Dans une première partie du film à l'esthétique de clip de rap (montage très cut) on découvre une succession de personnages aux visages sinistres (pas même l'esquisse d'un sourire) qui marchent et se croisent d'un pas résolu et déterminé au son d'une musique techno (pour que le doute sur leur résolution ne soit pas permis), indifférents au monde qui les entourent. On finit par comprendre que ces jeunes gens à la sociologie fantasmée (la petite bourgeoisie intellectuelle qui a enfin rencontré le prolétariat basané de banlieue) préparent des attentats: quelques phrases ressuçées de Guy Debord dans une arrière salle de café pour donner un peu de fond théorique et une pincée d'Action Directe (l'élimination physique d'un quelconque patron aussi interchangeable que ses congénères) en guise de pratique de la théorie. On voit le niveau de confusionnisme de la culture politique de l'auteur du film. On comprend alors que la révolution (ou l'insurrection puisqu'il est de bon ton aujourd'hui de confondre les deux) pour Bonello et ses admirateurs de Télérama consiste à faire sauter quelques bonbinettes dans des lieux symboliques du pouvoir, faire brûler la statue de Jeanne d'Arc et liquider quelques patrons: on mesure alors toute l'originalité du "geste" politique mis en scène! Comme tout bon journaliste qui se respecte, Bonello voit dans cette violence qui le fascine à l'évidence la marque de ce qu'il appelle LA "radicalité". (Là, la petite bourgeoisie intellectuelle pour laquelle ce film a été réalisé n'en revient pas d'une telle justesse de l'analyse: "ça devait arriver !" reprend-t-elle en coeur avec son scénariste qui a tenu à insérer au milieu du film une séquence justificatrice).

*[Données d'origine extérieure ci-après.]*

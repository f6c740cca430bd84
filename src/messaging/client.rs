//! # Broker Client
//!
//! PostgreSQL message queue client built on the pgmq crate. The pipeline
//! talks to the broker through the [`BrokerClient`] trait so consumers can
//! be exercised against an in-memory broker in tests; `PgmqBroker` is the
//! production implementation.
//!
//! Prefetch semantics: consumers fetch exactly one message at a time with
//! a visibility timeout and ack by deleting it. A consumer crash before
//! the ack leaves the message to reappear after the timeout, giving
//! at-least-once delivery.

use async_trait::async_trait;
use pgmq::PGMQueue;
use serde::Serialize;
use std::time::Duration;
use tracing::{debug, info};

use crate::error::{PipelineError, Result};
use crate::messaging::queues::ALL_QUEUES;

/// One fetched message: broker-side id plus the raw JSON payload
#[derive(Debug, Clone)]
pub struct Delivery {
    pub msg_id: i64,
    pub payload: serde_json::Value,
}

/// Durable queue transport used by every consumer
#[async_trait]
pub trait BrokerClient: Send + Sync {
    /// Declare every pipeline queue; idempotent
    async fn ensure_topology(&self) -> Result<()>;

    /// Publish a message for immediate delivery
    async fn publish<T: Serialize + Send + Sync>(&self, queue: &str, message: &T) -> Result<i64>;

    /// Publish a message that stays invisible for `delay`
    async fn publish_delayed<T: Serialize + Send + Sync>(
        &self,
        queue: &str,
        message: &T,
        delay: Duration,
    ) -> Result<i64>;

    /// Fetch at most one message, holding it invisible for `visibility_timeout_secs`
    async fn fetch_one(&self, queue: &str, visibility_timeout_secs: i32)
        -> Result<Option<Delivery>>;

    /// Acknowledge (delete) a fetched message
    async fn ack(&self, queue: &str, msg_id: i64) -> Result<()>;
}

/// pgmq-backed broker
#[derive(Debug, Clone)]
pub struct PgmqBroker {
    pgmq: PGMQueue,
}

impl PgmqBroker {
    /// Connect using a PostgreSQL connection string
    pub async fn connect(database_url: &str) -> Result<Self> {
        info!("Connecting broker to pgmq");
        let pgmq = PGMQueue::new(database_url.to_string())
            .await
            .map_err(|e| PipelineError::queue("-", "connect", e))?;
        Ok(Self { pgmq })
    }
}

#[async_trait]
impl BrokerClient for PgmqBroker {
    async fn ensure_topology(&self) -> Result<()> {
        for queue in ALL_QUEUES {
            self.pgmq
                .create(queue)
                .await
                .map_err(|e| PipelineError::queue(queue, "create", e))?;
            debug!(queue, "queue declared");
        }
        info!("queue topology declared ({} queues)", ALL_QUEUES.len());
        Ok(())
    }

    async fn publish<T: Serialize + Send + Sync>(&self, queue: &str, message: &T) -> Result<i64> {
        let payload = serde_json::to_value(message)?;
        let msg_id = self
            .pgmq
            .send(queue, &payload)
            .await
            .map_err(|e| PipelineError::queue(queue, "send", e))?;
        debug!(queue, msg_id, "message published");
        Ok(msg_id)
    }

    async fn publish_delayed<T: Serialize + Send + Sync>(
        &self,
        queue: &str,
        message: &T,
        delay: Duration,
    ) -> Result<i64> {
        let payload = serde_json::to_value(message)?;
        let msg_id = self
            .pgmq
            .send_delay(queue, &payload, delay.as_secs())
            .await
            .map_err(|e| PipelineError::queue(queue, "send_delay", e))?;
        debug!(queue, msg_id, delay_secs = delay.as_secs(), "delayed message published");
        Ok(msg_id)
    }

    async fn fetch_one(
        &self,
        queue: &str,
        visibility_timeout_secs: i32,
    ) -> Result<Option<Delivery>> {
        let message = self
            .pgmq
            .read::<serde_json::Value>(queue, Some(visibility_timeout_secs))
            .await
            .map_err(|e| PipelineError::queue(queue, "read", e))?;

        Ok(message.map(|m| Delivery {
            msg_id: m.msg_id,
            payload: m.message,
        }))
    }

    async fn ack(&self, queue: &str, msg_id: i64) -> Result<()> {
        self.pgmq
            .delete(queue, msg_id)
            .await
            .map_err(|e| PipelineError::queue(queue, "delete", e))?;
        debug!(queue, msg_id, "message acked");
        Ok(())
    }
}
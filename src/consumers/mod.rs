//! # Queue Consumers
//!
//! The active pipeline components, each a long-running loop bound to one
//! or more broker queues and processing strictly one message at a time
//! (prefetch = 1 by construction: fetch one, handle, ack). Horizontal
//! scaling is running more instances of the same consumer; the broker
//! load-balances and may redeliver on crash, so every handler is
//! idempotent through the Store guards.
//!
//! Acknowledgment policy: the ack happens after the handler returns, so
//! successful side effects are durable before the message disappears
//! (at-least-once). Handler errors are logged and the message is acked
//! anyway rather than redelivered, trading possible loss of that unit of
//! work against redelivery storms when the Store or broker is down; see
//! DESIGN.md for this decision.

use async_trait::async_trait;
use serde::de::DeserializeOwned;
use std::sync::Arc;
use tokio::sync::watch;
use tracing::{debug, error, info, warn};

use crate::config::ConsumerConfig;
use crate::error::{PipelineError, Result};
use crate::messaging::{BrokerClient, Delivery};

pub mod dispatcher;
pub mod dlx;
pub mod frontier;
pub mod results;
pub mod retry;

pub use dispatcher::{DispatchOutcome, WorkConsumer, WorkDispatcher};
pub use dlx::DlxReentryConsumer;
pub use frontier::FrontierAggregator;
pub use results::ResultAggregator;
pub use retry::{escalate, Escalation, RetryEscalator};

/// One pipeline consumer: its queues and its per-message handler
#[async_trait]
pub trait QueueConsumer: Send {
    fn name(&self) -> &'static str;

    /// Queues this consumer reads, polled round-robin
    fn queues(&self) -> &'static [&'static str];

    /// Handle one delivery. Returning an error never blocks the queue:
    /// the loop logs it and acks the message regardless.
    async fn handle(&mut self, queue: &str, delivery: &Delivery) -> Result<()>;

    /// Best-effort work on shutdown, after the last in-flight message
    async fn drain(&mut self) {}
}

/// Decode a JSON payload into a typed message
pub fn parse_payload<T: DeserializeOwned>(queue: &str, payload: &serde_json::Value) -> Result<T> {
    serde_json::from_value(payload.clone()).map_err(|e| PipelineError::MalformedMessage {
        queue: queue.to_string(),
        reason: e.to_string(),
    })
}

/// Drive one consumer until shutdown is signalled.
///
/// Each iteration fetches at most one message per queue, handles it, and
/// acks it. When every queue is empty the loop sleeps for the poll
/// interval. On shutdown the current message is finished, `drain` runs
/// once, and the loop exits.
pub async fn run_consumer<C, B>(
    mut consumer: C,
    broker: Arc<B>,
    config: ConsumerConfig,
    mut shutdown: watch::Receiver<bool>,
) where
    C: QueueConsumer,
    B: BrokerClient,
{
    info!(consumer = consumer.name(), queues = ?consumer.queues(), "consumer started");

    'outer: loop {
        if *shutdown.borrow() {
            break;
        }

        let mut handled_any = false;
        for queue in consumer.queues() {
            match broker
                .fetch_one(queue, config.visibility_timeout_secs)
                .await
            {
                Ok(Some(delivery)) => {
                    handled_any = true;
                    let msg_id = delivery.msg_id;
                    if let Err(e) = consumer.handle(queue, &delivery).await {
                        match e {
                            PipelineError::MalformedMessage { .. } => {
                                warn!(consumer = consumer.name(), queue, msg_id, error = %e, "discarding malformed message")
                            }
                            _ => {
                                error!(consumer = consumer.name(), queue, msg_id, error = %e, "message handling failed, acking anyway")
                            }
                        }
                    }
                    if let Err(e) = broker.ack(queue, msg_id).await {
                        error!(consumer = consumer.name(), queue, msg_id, error = %e, "ack failed; message will be redelivered");
                    }
                }
                Ok(None) => {}
                Err(e) => {
                    warn!(consumer = consumer.name(), queue, error = %e, "fetch failed");
                }
            }

            if *shutdown.borrow() {
                break 'outer;
            }
        }

        if !handled_any {
            debug!(consumer = consumer.name(), "queues empty, idling");
            tokio::select! {
                _ = shutdown.changed() => {}
                _ = tokio::time::sleep(config.poll_interval()) => {}
            }
        }
    }

    consumer.drain().await;
    info!(consumer = consumer.name(), "consumer stopped");
}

Le discours et le suspense en moins (et donc l'ennui en plus car on se fait rapidement chier dans ce film cousu de fil blanc), on se croirait dans un mauvais thriller gauchiste des années 70. Et on s'ennuie d'autant plus qu'aucun des personnages qui nous sont proposés ne sont cinématographiquement traités comme tels: aucune psychologie, juste des incônes désincarnées pour vendre l'image de la révolte spectaculaire telle que la conçoit son réalisateur.
L'esthétique de la seconde partie qui se passe dans un grand magasin relève alors plus de la pub ou du défilé de mode: les situations, les lumières et les musiques sont en effet beaucoup plus glamour et pour tout dire franchement ridicules. (Et là je n'évoque même pas l'irréalisme de la situation qui consiste, après un attentat, à se planquer dans un grand magasin: le réalisateur invoque sa liberté d'imagination. Soit, mais on en mesure quand même là toute la pauvreté). Cette fois ce sont les personnages qui commencent à s'emmerder ensemble sur l'écran (nous on ne peut faire que continuer avec eux) et pour passer le temps ils s'amusent avec divers objets disponibles en magasin et essaient quelques accessoires vestimentaires de luxe à leur disposition. Là il faut comprendre au choix, que le monde de la marchandise les rattrappe (il n'y a pas d'issue hors l'économie marchande), ou qu'ils s'adonnent en toute innocence à la critique de la société de consommation (dans un grand magasin, on mesurera encore une fois la force et l'originalité du symbole !).Mais peut-être s'agit-il des deux à la fois car vis à vis de la "complexité" des personnages à laquelle se réfère le réalisateur, celui-ci préfère ne pas trop en dire. (On le comprend, le spectateur le mieux intentionné risquerait de s'y perdre ou plus gravement encore d'être déçu).
Pour finir enfin en beauté, tout ce petit monde qui commencent à se demander sérieusement ce qu'il fout là (les spectateurs aussi), finit par se faire zigouiller un à un par les flics: oh les méchants flics ! (là il faut comprendre une critique appuyée de la répression policière: Bonello vient de découvrir la violence de l'Etat. On imagine qu'il va se procurer dare-dare Maintenant, le dernier opuscule à paraître du comité invisible). Ouf on respire, le film est enfin fini...
Ce qui est inquiétant à la vue d'un aussi affligeant spectacle ce n'est pas tant le niveau de niaiserie qui le caractérise (ce n'est pas le premier navet prétencieux dont le formalisme se prétend original), mais plutôt l'accueil dythirambique qui lui a été réservé par une bonne partie de la critique. Ce film qui prétend traiter du nihilisme de la jeunesse nous conforte ainsi dans le fait que c'est finalement la représentation dominante de la révolte qui est elle-même nihiliste, ainsi que tous ceux, critiques ou spectateurs vaguement intellectualisés qui se reconnaissent dans cette vision stéréotypée désincarnée de la révolution.